> Activity:
Nothing but the lines from the one that contains "if let Some(rest)" through the end of the data should be reproduced, and each must match exactly.

> Extracted data:
━━━

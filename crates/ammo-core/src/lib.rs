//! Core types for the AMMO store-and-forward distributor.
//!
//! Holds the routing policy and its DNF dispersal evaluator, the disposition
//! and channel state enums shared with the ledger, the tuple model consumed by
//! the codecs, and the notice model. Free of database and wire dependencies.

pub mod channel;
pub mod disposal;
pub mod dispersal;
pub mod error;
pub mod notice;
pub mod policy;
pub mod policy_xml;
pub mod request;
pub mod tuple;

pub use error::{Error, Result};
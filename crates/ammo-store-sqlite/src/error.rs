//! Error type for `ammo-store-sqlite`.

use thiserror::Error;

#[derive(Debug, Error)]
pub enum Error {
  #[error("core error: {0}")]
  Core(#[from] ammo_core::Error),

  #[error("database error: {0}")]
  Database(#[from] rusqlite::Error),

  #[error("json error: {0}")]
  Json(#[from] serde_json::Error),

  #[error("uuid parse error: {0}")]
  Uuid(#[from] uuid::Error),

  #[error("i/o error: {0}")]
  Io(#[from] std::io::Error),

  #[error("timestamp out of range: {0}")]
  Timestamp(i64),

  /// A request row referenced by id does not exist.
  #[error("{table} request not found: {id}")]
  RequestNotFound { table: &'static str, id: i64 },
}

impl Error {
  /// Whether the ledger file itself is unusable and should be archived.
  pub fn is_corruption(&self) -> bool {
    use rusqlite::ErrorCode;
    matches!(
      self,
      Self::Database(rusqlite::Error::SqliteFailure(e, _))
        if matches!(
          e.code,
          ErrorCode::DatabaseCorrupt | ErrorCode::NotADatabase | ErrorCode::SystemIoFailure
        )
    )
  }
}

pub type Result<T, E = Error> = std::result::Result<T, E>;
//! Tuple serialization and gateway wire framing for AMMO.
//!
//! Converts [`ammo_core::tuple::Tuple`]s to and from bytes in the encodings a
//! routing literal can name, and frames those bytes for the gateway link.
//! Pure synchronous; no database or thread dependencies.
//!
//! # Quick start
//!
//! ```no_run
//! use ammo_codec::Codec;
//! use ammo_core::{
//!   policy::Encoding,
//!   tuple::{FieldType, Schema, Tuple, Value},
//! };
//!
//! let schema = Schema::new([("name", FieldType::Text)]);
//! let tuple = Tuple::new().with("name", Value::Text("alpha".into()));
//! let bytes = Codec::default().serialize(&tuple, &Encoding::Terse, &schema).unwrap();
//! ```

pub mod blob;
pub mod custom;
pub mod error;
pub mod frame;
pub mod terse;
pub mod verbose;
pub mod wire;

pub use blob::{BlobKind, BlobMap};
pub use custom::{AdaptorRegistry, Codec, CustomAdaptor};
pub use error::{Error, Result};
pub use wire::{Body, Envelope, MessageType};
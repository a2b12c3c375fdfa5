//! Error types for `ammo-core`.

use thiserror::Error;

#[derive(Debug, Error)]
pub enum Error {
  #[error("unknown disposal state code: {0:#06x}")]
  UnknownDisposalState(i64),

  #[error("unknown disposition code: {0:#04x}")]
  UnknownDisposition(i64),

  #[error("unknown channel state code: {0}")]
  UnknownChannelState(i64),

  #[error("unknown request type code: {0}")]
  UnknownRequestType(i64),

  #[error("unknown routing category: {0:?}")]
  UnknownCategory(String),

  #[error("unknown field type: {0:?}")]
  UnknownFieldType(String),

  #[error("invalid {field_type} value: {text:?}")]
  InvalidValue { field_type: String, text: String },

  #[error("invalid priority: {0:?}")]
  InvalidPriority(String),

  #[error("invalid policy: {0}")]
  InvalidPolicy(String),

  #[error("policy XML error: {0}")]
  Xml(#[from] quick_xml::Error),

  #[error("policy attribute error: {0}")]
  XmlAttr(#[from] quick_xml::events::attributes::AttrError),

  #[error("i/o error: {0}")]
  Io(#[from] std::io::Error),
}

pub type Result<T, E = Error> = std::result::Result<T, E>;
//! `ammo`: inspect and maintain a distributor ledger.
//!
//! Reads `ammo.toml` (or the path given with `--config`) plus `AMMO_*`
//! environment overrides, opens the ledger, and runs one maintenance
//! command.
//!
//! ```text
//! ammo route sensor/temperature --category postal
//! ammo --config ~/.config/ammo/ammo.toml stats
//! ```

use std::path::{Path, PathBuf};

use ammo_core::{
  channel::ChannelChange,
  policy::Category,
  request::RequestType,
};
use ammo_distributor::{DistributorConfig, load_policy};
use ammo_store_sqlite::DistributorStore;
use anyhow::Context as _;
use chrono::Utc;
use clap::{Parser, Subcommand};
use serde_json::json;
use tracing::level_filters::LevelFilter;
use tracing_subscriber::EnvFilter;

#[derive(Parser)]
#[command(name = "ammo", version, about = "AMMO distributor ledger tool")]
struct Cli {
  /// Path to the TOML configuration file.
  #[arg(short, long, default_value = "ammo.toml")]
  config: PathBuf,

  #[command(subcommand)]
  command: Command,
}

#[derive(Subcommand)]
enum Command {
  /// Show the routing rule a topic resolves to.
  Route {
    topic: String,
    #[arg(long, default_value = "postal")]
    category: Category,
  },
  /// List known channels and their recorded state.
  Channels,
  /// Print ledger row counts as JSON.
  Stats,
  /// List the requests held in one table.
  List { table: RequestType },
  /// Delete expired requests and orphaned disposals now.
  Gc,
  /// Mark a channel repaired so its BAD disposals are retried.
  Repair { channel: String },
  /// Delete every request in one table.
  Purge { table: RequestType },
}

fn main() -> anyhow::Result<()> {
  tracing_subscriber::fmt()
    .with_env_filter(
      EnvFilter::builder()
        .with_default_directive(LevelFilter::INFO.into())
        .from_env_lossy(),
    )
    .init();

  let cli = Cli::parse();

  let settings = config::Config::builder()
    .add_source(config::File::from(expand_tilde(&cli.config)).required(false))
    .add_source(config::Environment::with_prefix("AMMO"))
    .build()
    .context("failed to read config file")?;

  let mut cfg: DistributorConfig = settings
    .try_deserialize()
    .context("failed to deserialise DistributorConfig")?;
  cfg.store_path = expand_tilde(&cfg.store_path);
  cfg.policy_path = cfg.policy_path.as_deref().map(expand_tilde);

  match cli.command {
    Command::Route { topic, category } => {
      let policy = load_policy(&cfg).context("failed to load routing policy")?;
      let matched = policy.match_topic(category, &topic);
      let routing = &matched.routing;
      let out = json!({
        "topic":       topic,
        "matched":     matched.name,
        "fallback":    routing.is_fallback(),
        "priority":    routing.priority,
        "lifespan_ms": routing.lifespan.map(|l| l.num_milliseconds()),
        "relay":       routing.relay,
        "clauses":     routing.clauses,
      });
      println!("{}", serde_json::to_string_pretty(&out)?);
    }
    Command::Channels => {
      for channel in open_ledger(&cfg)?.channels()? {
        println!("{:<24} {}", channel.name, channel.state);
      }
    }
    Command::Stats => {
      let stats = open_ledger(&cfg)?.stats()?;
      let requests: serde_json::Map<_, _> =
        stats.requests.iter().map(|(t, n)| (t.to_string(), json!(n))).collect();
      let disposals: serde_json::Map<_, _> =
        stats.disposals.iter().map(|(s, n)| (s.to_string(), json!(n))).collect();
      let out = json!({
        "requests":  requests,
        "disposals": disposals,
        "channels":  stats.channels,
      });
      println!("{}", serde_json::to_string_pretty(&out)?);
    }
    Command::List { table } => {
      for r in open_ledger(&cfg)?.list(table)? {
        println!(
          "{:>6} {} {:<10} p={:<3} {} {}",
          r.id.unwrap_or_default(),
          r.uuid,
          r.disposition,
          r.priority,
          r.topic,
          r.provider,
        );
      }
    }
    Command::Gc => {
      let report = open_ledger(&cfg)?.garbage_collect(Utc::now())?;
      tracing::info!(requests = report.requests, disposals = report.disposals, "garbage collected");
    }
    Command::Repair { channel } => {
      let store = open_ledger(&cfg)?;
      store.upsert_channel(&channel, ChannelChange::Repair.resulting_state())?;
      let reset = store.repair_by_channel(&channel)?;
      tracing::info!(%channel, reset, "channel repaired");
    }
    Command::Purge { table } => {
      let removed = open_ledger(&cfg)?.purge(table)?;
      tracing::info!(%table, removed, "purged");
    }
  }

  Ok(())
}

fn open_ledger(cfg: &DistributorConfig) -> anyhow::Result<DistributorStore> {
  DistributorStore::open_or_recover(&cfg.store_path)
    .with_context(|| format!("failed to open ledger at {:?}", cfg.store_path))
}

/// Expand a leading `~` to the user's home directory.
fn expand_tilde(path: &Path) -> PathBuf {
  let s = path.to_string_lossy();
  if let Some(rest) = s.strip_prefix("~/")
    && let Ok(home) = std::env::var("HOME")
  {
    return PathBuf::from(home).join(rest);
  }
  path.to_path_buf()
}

━━━

> Answer for the task:
  if let Some(rest) = s.strip_prefix("~/")
    && let Ok(home) = std::env::var("HOME")
  {
    return PathBuf::from(home).join(rest);
  }
  path.to_path_buf()
}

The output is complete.